The Evangelical and Reformed Church in the Pacific Northwest
Deeply pietistic, theologically Calvinist, Biblically grounded and pioneering in spirit, the Evangelical and Reformed Church in the Pacific Northwest at its beginnings set off a process of ferment that continues in the United Church of Christ today. The lost half of the 18th century found the Reformed Church in the East settling in on three centuries of growth, stability and effective mission. At that time, Indiana and Ohio represented the extreme western frontier, "the western wilderness".
Pioneers whom Carl Sandberg called "wayshewers" ("Bahnbrecher" in German) pushed westward and by 1844 had penetrated into Wisconsin. These were solid German Reformed people armed with their Bibles, the Heidelberg Catechism and the hymnal.

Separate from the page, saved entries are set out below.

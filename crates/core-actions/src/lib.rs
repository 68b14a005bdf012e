//! Line move actions.
//!
//! [`moves`] holds the buffer-level algorithm (swap the selected block with the line
//! above or below, then re-anchor the selection). [`LineMover`] binds that algorithm to
//! one shared buffer and exposes it as the `line-mover:up` / `line-mover:down` commands.

use core_text::TextError;
use thiserror::Error;

pub mod line_mover;
pub mod moves;

pub use line_mover::{LineMover, SharedBuffer};
pub use moves::{move_lines, move_lines_down, move_lines_up};

/// Command namespace shared by every command this crate registers.
pub const NAMESPACE: &str = "line-mover";
pub const MOVE_UP_COMMAND: &str = "line-mover:up";
pub const MOVE_DOWN_COMMAND: &str = "line-mover:down";

/// Vertical direction of a block move.
#[derive(Debug, Clone, Copy, PartialEq, Eq, Hash)]
pub enum MoveDirection {
    Up,
    Down,
}

impl MoveDirection {
    /// Line delta applied to the selection after the move.
    pub const fn delta(self) -> isize {
        match self {
            MoveDirection::Up => -1,
            MoveDirection::Down => 1,
        }
    }

    /// Fully qualified command name bound to this direction.
    pub const fn command(self) -> &'static str {
        match self {
            MoveDirection::Up => MOVE_UP_COMMAND,
            MoveDirection::Down => MOVE_DOWN_COMMAND,
        }
    }

    pub const fn as_str(self) -> &'static str {
        match self {
            MoveDirection::Up => "up",
            MoveDirection::Down => "down",
        }
    }

    /// Parse the short command name (`up` / `down`) or its namespaced form.
    pub fn from_command(name: &str) -> Option<Self> {
        let short = name
            .strip_prefix(NAMESPACE)
            .and_then(|rest| rest.strip_prefix(':'))
            .unwrap_or(name);
        match short {
            "up" => Some(MoveDirection::Up),
            "down" => Some(MoveDirection::Down),
            _ => None,
        }
    }
}

/// Why a move could not complete. Boundary moves are not errors; they report `Ok(false)`.
#[derive(Debug, Error)]
pub enum MoveError {
    /// The buffer rejected a replace or selection call.
    #[error(transparent)]
    Buffer(#[from] TextError),
    #[error("buffer lock poisoned by a panicking writer")]
    BufferPoisoned,
    /// The buffer broke its ordering contract for `cursor_start` / `cursor_end`.
    #[error("buffer reported selection start line {first} after end line {last}")]
    InvertedSelection { first: usize, last: usize },
}

#[cfg(test)]
mod tests {
    use super::*;
    use core_events::command_id;

    #[test]
    fn command_names_are_namespaced() {
        assert_eq!(MoveDirection::Up.command(), command_id(NAMESPACE, "up"));
        assert_eq!(
            MoveDirection::Down.command(),
            command_id(NAMESPACE, "down")
        );
    }

    #[test]
    fn from_command_accepts_short_and_full_names() {
        assert_eq!(MoveDirection::from_command("up"), Some(MoveDirection::Up));
        assert_eq!(
            MoveDirection::from_command("line-mover:down"),
            Some(MoveDirection::Down)
        );
        assert_eq!(MoveDirection::from_command("other:up"), None);
        assert_eq!(MoveDirection::from_command("sideways"), None);
    }
}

The General Synod of the Reformed Church was organized in 1863, and the Synod of the Northwest, approved by General Synod, held its first meeting in 1867. Continued westward expansion took the church to the West Coast and north into Canada. The Synod of the Northwest created two boards: the Board of Home Missions and the Board of Church Erection. These boards and the Synod served the vast territory west of Pennsylvania and into Western Canada. These boards were eventually absorbed into the Board of National Missions of the Evangelical and Reformed Church.
Perhaps the outstanding personality in the founding of churches in Oregon was Pastor John Gantenbein, born in Werdberger, Switzerland in 1824, educated in Basel, migrated to America in 1851 and was ordained the following year. In addition to his theological studies, he studied medicine at Hahnemann Hospital in Philadelphia, earning his M.D. in 1868. Six years later he accepted the challenge of the Northwest to organize First Reformed Church in Portland. This congregation was enlarged by the Second, Third, and Hillsdale Churches growing out of the parent body. The piety and spirit of the congregation can be sensed in this tribute to it by one of its sons:
"It was under the Bible‑centered ministry of First Church, emphasizing the verbal inspiration of the Bible, the deity of Christ and his blood atonement, that my childhood and youth were spent."
A century after the migration of the Reformed people from Palatinate to the new land, the German Evangelicals came in flood tide. From 1830 to 1845, the average annual migration from Germany was 40,000 (not all Evangelicals, to be sure), and that number rose to 200,000 a year by 1880. The Basel Missionary Society in 1833 appointed Friederich Schmid as missionary to this area, the first of 288 such men from Basel Seminary to serve in America in the century to follow. Of these 158 served the Evangelical Synod and 18 served Reformed Churches. For the Evangelical Synod, the name of Rev. F. H. Freund is cherished. He was instrumental in establishing Zion Church in Gresham as well as other congregations in Oregon and Washington.
Another stream in the flow of Evangelical and Reformed Churches to the United Church of Christ were the German Russians who settled in large numbers in the Dakotas and Colorado and then found their way into Idaho, Oregon and Washington. They found the Evangelical Synod more to their liking than others of the main line church bodies. St. Paul's Evangelical in Portland was one of these congregations.
The story of these mission churches had its stormy highs and equally stormy lows. With the formation of the Evangelical and Reformed Church in 1934, the Pacific Northwest Synod came into being.
Bethany Church in Salem objected to this union and amicably withdrew from the denomination. In the way of the Salem mail, it dissolved and is no more. The Synod consisted of churches in Oregon, Washington and Payette, Idaho. Disaffection with the proposed United Church of Christ brought about the loss of some of these churches, notably First Church, Portland, now Grace Bible Church and Helvetia or Emanuel, Hillsboro. Other mission starts failed and folded like Carmel, Salem, and Bethel, Portland. Still others merged to form new congregations like Third, St. John's and Trinity, Portland, now Trinity.
An effort at executive leadership for the Pacific Northwest began in 1948 with the election of the Rev. Theodore Van Dyck as President of the Synods serving California and Oregon, Washington and Payette, Idaho. The experiment was short‑lived and the Synods returned to their former boundaries and organization until the organization of the Oregon Conference of the United Church of Christ was completed in 1963. By that time the churches in Oregon to enter the union were Hillsdale Community, Trinity, St. Paul's and Second Churches, Portland; Meridian, Wilsonville; Zion, Gresham; St. John's, Tillamook; Carmel, Salem; of these six continue in strength.
Thus the sturdy Swiss and German dairymen and farmers, pioneers all, made their enduring contribution to the vitality of the United Church in the Northwest, and to the "Beautiful, Heady, Exasperating Mix" that that church body is.